North East charity urging government to teach CPR training through driving licence tests

A resuscitation charity is calling on the government to join nearly half of countries in Europe who teach CPR training through the driving tests

Author: Sophie GreenPublished 25th Apr 2024

A resuscitation charity is urging the government to teach CPR training through driving licence tests across the North East and UK.

A new report by the Resuscitation Council UK has found that CPR training disparities based on deprivation, a person’s ethnicity, or cultural background are putting thousands of lives at risk.

Sergio Petrucci, founder of the Red Sky Foundation, said: "Teaching CPR through driving licence tests is a great idea. It's another avenue and another stream where people can actually be educated on learning CPR.

"Ultimately they can gain those skills that are required to save a life."

He continued to say: "It will have a massive impact, as the more people who will learn CPR, the more benefits it will have on saving someone's life in the event of a sudden cardiac arrest."

The report compiles important evidence of UK research on inequalities in resuscitation, and shows the huge disparities between rich and poor, and people from different cultural backgrounds, when facing the ultimate medical emergency.

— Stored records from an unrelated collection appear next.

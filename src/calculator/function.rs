//! Compute function pricing (invocations, GB-seconds and outbound transfer)

use crate::calculator::PricingResult;
use crate::dimension::{Metric, MetricDimension};
use crate::error::Result;
use crate::pricing::{PriceFamily, PricingCatalog};
use crate::provider::{PriceFilter, PricingSource};
use std::sync::Arc;

pub const SERVICE_CODE: &str = "AWSLambda";
pub const FAMILY: &str = "Serverless";
pub const REQUEST_GROUP: &str = "AWS-Lambda-Requests";
pub const DURATION_GROUP: &str = "AWS-Lambda-Duration";
pub const REQUEST_UNIT: &str = "Requests";
pub const DURATION_UNIT: &str = "Lambda-GB-Second";

pub const TRANSFER_SERVICE_CODE: &str = "AWSDataTransfer";
pub const TRANSFER_FAMILY: &str = "Data Transfer";
pub const TRANSFER_UNIT: &str = "GB";
pub const TRANSFER_TYPE: &str = "transferType";
pub const INTERNET_TRANSFER: &str = "AWS Outbound";
pub const INTRA_REGION_TRANSFER: &str = "IntraRegion";
pub const INTER_REGION_TRANSFER: &str = "InterRegion Outbound";

#[derive(Debug, Clone)]
pub struct ComputeFunctionCost {
    catalog: Arc<PricingCatalog>,
    transfer: Arc<PricingCatalog>,
    request_price: f64,
    gb_second_price: f64,
}

impl ComputeFunctionCost {
    pub async fn init(pricing: &dyn PricingSource, region: &str) -> Result<Self> {
        let compute_families = [
            PriceFamily::required(
                REQUEST_GROUP,
                vec![
                    PriceFilter::new("productFamily", FAMILY),
                    PriceFilter::new("group", REQUEST_GROUP),
                ],
            ),
            PriceFamily::required(
                DURATION_GROUP,
                vec![
                    PriceFilter::new("productFamily", FAMILY),
                    PriceFilter::new("group", DURATION_GROUP),
                ],
            ),
        ];
        // Transfer prices only matter for functions that send data out.
        let transfer_families = [PriceFamily::optional(
            TRANSFER_FAMILY,
            vec![
                PriceFilter::new("productFamily", TRANSFER_FAMILY),
                PriceFilter::new("fromRegionCode", region),
            ],
        )];

        let (catalog, transfer) = tokio::try_join!(
            PricingCatalog::init(pricing, SERVICE_CODE, region, &compute_families),
            PricingCatalog::init(pricing, TRANSFER_SERVICE_CODE, region, &transfer_families),
        )?;
        Self::from_catalogs(catalog, transfer)
    }

    pub fn from_catalogs(catalog: PricingCatalog, transfer: PricingCatalog) -> Result<Self> {
        Ok(Self {
            request_price: catalog.price_per_unit(REQUEST_UNIT)?,
            gb_second_price: catalog.price_per_unit(DURATION_UNIT)?,
            catalog: Arc::new(catalog),
            transfer: Arc::new(transfer),
        })
    }

    pub fn request_price(&self) -> f64 {
        self.request_price
    }

    pub fn gb_second_price(&self) -> f64 {
        self.gb_second_price
    }

    pub fn calculate_for_dimension(&self, dimension: &MetricDimension) -> Result<PricingResult> {
        let window = dimension.window();
        let cost_window_seconds = window.cost_window_seconds()?;
        let seconds_in_month = window.seconds_in_month();

        let requests = dimension.request_count();
        let request_cost = requests * self.request_price;

        let gb_seconds =
            requests * (dimension.average_duration_ms() / 1000.0) * (dimension.memory_mb() / 1024.0);
        let duration_cost = gb_seconds * self.gb_second_price;

        let transfer_cost = self.transfer_cost(dimension)?;

        Ok(PricingResult::from_components(
            &[
                ("requestCharges", request_cost),
                ("durationCharges", duration_cost),
                ("dataTransferCharges", transfer_cost),
            ],
            self.catalog.currency(),
            cost_window_seconds,
            seconds_in_month,
        ))
    }

    /// Outbound transfer, priced only for volumes that are actually present.
    fn transfer_cost(&self, dimension: &MetricDimension) -> Result<f64> {
        let mut cost = 0.0;

        let internet = dimension.get(Metric::DataTransferOutInternetGb);
        if internet > 0.0 {
            cost += self.transfer.tiered_cost_where(
                TRANSFER_UNIT,
                TRANSFER_TYPE,
                INTERNET_TRANSFER,
                internet,
            )?;
        }

        let intra = dimension.get(Metric::DataTransferOutIntraRegionGb);
        if intra > 0.0 {
            cost += intra
                * self
                    .transfer
                    .price_per_unit_where(TRANSFER_UNIT, TRANSFER_TYPE, INTRA_REGION_TRANSFER)?;
        }

        let inter = dimension.get(Metric::DataTransferOutInterRegionGb);
        if inter > 0.0 {
            cost += inter
                * self
                    .transfer
                    .price_per_unit_where(TRANSFER_UNIT, TRANSFER_TYPE, INTER_REGION_TRANSFER)?;
        }

        Ok(cost)
    }
}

Early defibrillation can more than double survival rates, yet defibs are lacking in areas where people from ethnic minority backgrounds live – over half (56%) of these areas have no defibs in comparison to 31% of areas where predominantly white British people live. They’re also lacking in the most deprived parts of the UK - almost half (44%) have no defibrillator registered on The Circuit, the national defibrillator network.

Many people from ethnic minority backgrounds across the UK are also facing disparities to accessing CPR training - Just 22% received training in the last ten years, compared with 41% of the UK population in the same period. Nearly a third (32%) said they have had first or second-hand experience of cardiac arrest, yet six in ten (59%) said they lacked the knowledge and skills to perform CPR.

60% said they have never been trained in using a defibrillator, and a third mentioned a lack of awareness of training opportunities.

The study also found that seven in ten people from ethnic minority backgrounds didn’t know where their nearest defib was - this is in contrast to the wider UK population where six in ten did know.

The report - which is being launched today (Thursday 25th April) at the Houses of Parliament to key decision makers, partners and cardiac arrest survivors - gives key recommendations on how to close the inequalities gap that currently exists when someone has a cardiac arrest.

One of the recommendations is that the UK should join nearly half of the countries in Europe, who teach CPR training through the driving licence test, so that people who are less likely to receive training in the workplace – those who work in manual and ‘unskilled’ jobs - are guaranteed lifesaving skills via an alternative route. With over half (67%) of drivers in manual or ‘unskilled’ jobs depend on a private vehicle for transport to work.